I agree, I have a snowbear as well and have stacked snow that is almost as high as my roof of my truck. I've also owned a Minute Mount 1 7'6" plow on a 94 F150, and this plow will clear as well as that one. Obviously the minute mount would stack higher because it was a taller plow to begin with, but overall I've seen no reason to discount this plows ability. Its moved a lot of snow this winter (I haven't plowed "with" the storms). I'll get some pics within the next few days.


----------



## topdj (Oct 6, 2007)

I was a former Snowbear user just converted this year, got sick of breaking the slow winch and
getting out to angle plow, it did however pay for itself. bought it used for 600 used it for 6-7years and sold it for 400 oct 07 now thats getting your money's worth. It gave me time to save up the 3100 to buy a full angel hyd plow.

here's a photo of me stacking snow with it with my 99 tahoe it also spent time on a 2002 tahoe, bent and broke some things but it held up better then expected.


----------



## snoburg (Dec 22, 2007)

I had a snow bear for 4years on a Ford Ranger 4X4. It never let me down. I could plow 10+ inches and it held up. The best part is I paid just $200 for it new. Believe it or not our local K Mart was closing and they had the plow there in the garden section. No one ever knew about it and the woman manager just wanted it out. I could tell she had no idea what it was worth, so I offered her 2 bills and she said "Sold". Just this year I traded it for a 3 year old Meyer 2 meter plow that a guy used just for his 150' driveway. He wanted the snow bear because he just got a Jeep Liberty and the Meyer was too much for it, I needed something more meaty cause i now have a Tacoma and the Meyer came off the same year Tacoma. So everybody was pleased with the trade.

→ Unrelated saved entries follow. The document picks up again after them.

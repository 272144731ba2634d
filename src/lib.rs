//! A k-bucket routing table for Kademlia-style peer lookup, partitioned by identifier range.
//!
//! Peers are named by 160-bit [`Id`]s. The [`RoutingTable`] keeps a list of [`Bucket`]s, each
//! responsible for a half-open range of the identifier space and holding at most `K` peers. When a
//! peer lands in a full bucket, the bucket splits at the midpoint of its range and its peers are
//! redistributed between the two halves.
//!
//! Notable differences with a conventional Kademlia table:
//!
//! 1. Buckets are numeric ranges, not XOR-distance prefixes. The construction-time boundaries
//!    grow exponentially (`2^(shift * i)`), so range sizes are very unequal.
//! 2. Lookups are local only: an exact match, or a small random sample of the bucket covering the
//!    identifier. There is no iterative FIND_NODE and no closeness ranking.
//! 3. Peers are never evicted, there is no liveness tracking.
//!
//! ```
//! use kbucket::{Config, Id, Lookup, RoutingTable};
//!
//! let mut rt: RoutingTable = RoutingTable::new(Config::default()).unwrap();
//! let id: Id = "00112233445566778899aabbccddeeff00112233".parse().unwrap();
//!
//! rt.insert(id).unwrap();
//! assert!(matches!(rt.find(&id), Ok(Lookup::Exact(_))));
//! ```

#![cfg_attr(doc_cfg, feature(doc_cfg))]

mod core;
mod table;

pub use crate::core::{
    bucket::{Bucket, Peer, TryInsert},
    config::{Config, B, K, SAMPLE_SIZE, SHIFT},
    error::{ConfigError, IdError, RoutingError},
    id::Id,
    range::IdRange,
};
#[cfg(feature = "sync")]
#[cfg_attr(doc_cfg, doc(cfg(feature = "sync")))]
pub use crate::table::SyncRoutingTable;
pub use crate::table::{Insertion, Lookup, RoutingTable};
pub use primitive_types::U256;
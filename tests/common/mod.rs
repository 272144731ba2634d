use kbucket::{Config, Id, RoutingTable, U256};
use tracing_subscriber::{fmt, EnvFilter};

#[allow(dead_code)]
pub fn enable_tracing() {
    fmt()
        .with_test_writer()
        .with_env_filter(EnvFilter::from_default_env())
        .init();
}

/// A table over a small identifier space, split into the supplied contiguous ranges.
#[allow(dead_code)]
pub fn small_table(bits: u32, bucket_size: usize, boundaries: &[u64]) -> RoutingTable {
    let config = Config::default()
        .with_bucket_size(bucket_size)
        .with_id_bits(bits);
    let boundaries: Vec<_> = boundaries.iter().copied().map(U256::from).collect();

    RoutingTable::with_boundaries(config, &boundaries).unwrap()
}

/// The identifier ranges of the table's buckets, in table order.
#[allow(dead_code)]
pub fn ranges(rt: &RoutingTable) -> Vec<(u64, u64)> {
    rt.buckets()
        .iter()
        .map(|bucket| {
            let range = bucket.range();
            (range.min().low_u64(), range.max().low_u64())
        })
        .collect()
}

/// The members of a bucket, in insertion order.
#[allow(dead_code)]
pub fn members(rt: &RoutingTable, bucket: usize) -> Vec<u64> {
    rt.buckets()[bucket]
        .peers()
        .iter()
        .map(|peer| peer.id().value().low_u64())
        .collect()
}

/// Left-pads a short hex identifier to the canonical 160-bit form.
#[allow(dead_code)]
pub fn canonical(short: &str) -> Id {
    format!("{short:0>40}").parse().unwrap()
}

But back to the Snow Bear, great plow for the $ and for a personal plow its hard to beat in its original design. Not sure why wings would add any additional benefit for the extra wear and tear on the plow and frame


think snow, J


----------



## plowguy43 (Jan 2, 2008)

I wouldn't mind wings for when its angled. My truck sometimes hits the snow with the inside tire when the plow is angled.


----------



## 00 Ram (Nov 11, 2004)

I don't think the weight of the wings would be a problem. I just looked at Northern Tool's site, and they claim a shipping weight of 64 lbs. If I recall correctly, my Snowbear winch is rated for 2000lbs; 

I could use them, too...same prob as plowguy43. with a full-sized truck, if you turn at all, you'll be driving over unplowed snow with the inside rear wheel. Probably not a problem on straight drives, but mine curves.


----------



## F150dash (Dec 4, 2006)

plowguy43;481632 said:


> I wouldn't mind wings for when its angled. My truck sometimes hits the snow with the inside tire when the plow is angled.


Mine does the same thing, that is why I don't angle.


----------



## F150dash (Dec 4, 2006)

What do you guys have on your winch is it a strap? Cause mine didn't last long at all.


----------



## dunedog (Oct 30, 2004)

I have the strap and am on my 4th season with it. I am also careful to back away from the pile as I lift the plow and try not to press the lift once the strap is taut.
That said I am also thinking of getting a replacement sooner rather than later,if ya know what I means


----------



## topdj (Oct 6, 2007)

F150dash;482188 said:


> Mine does the same thing, that is why I don't angle.


I dont have mine anymore but I did drill 2 extra holes to give me a slightly angled plow and it lessened the tire running over plowed snow


----------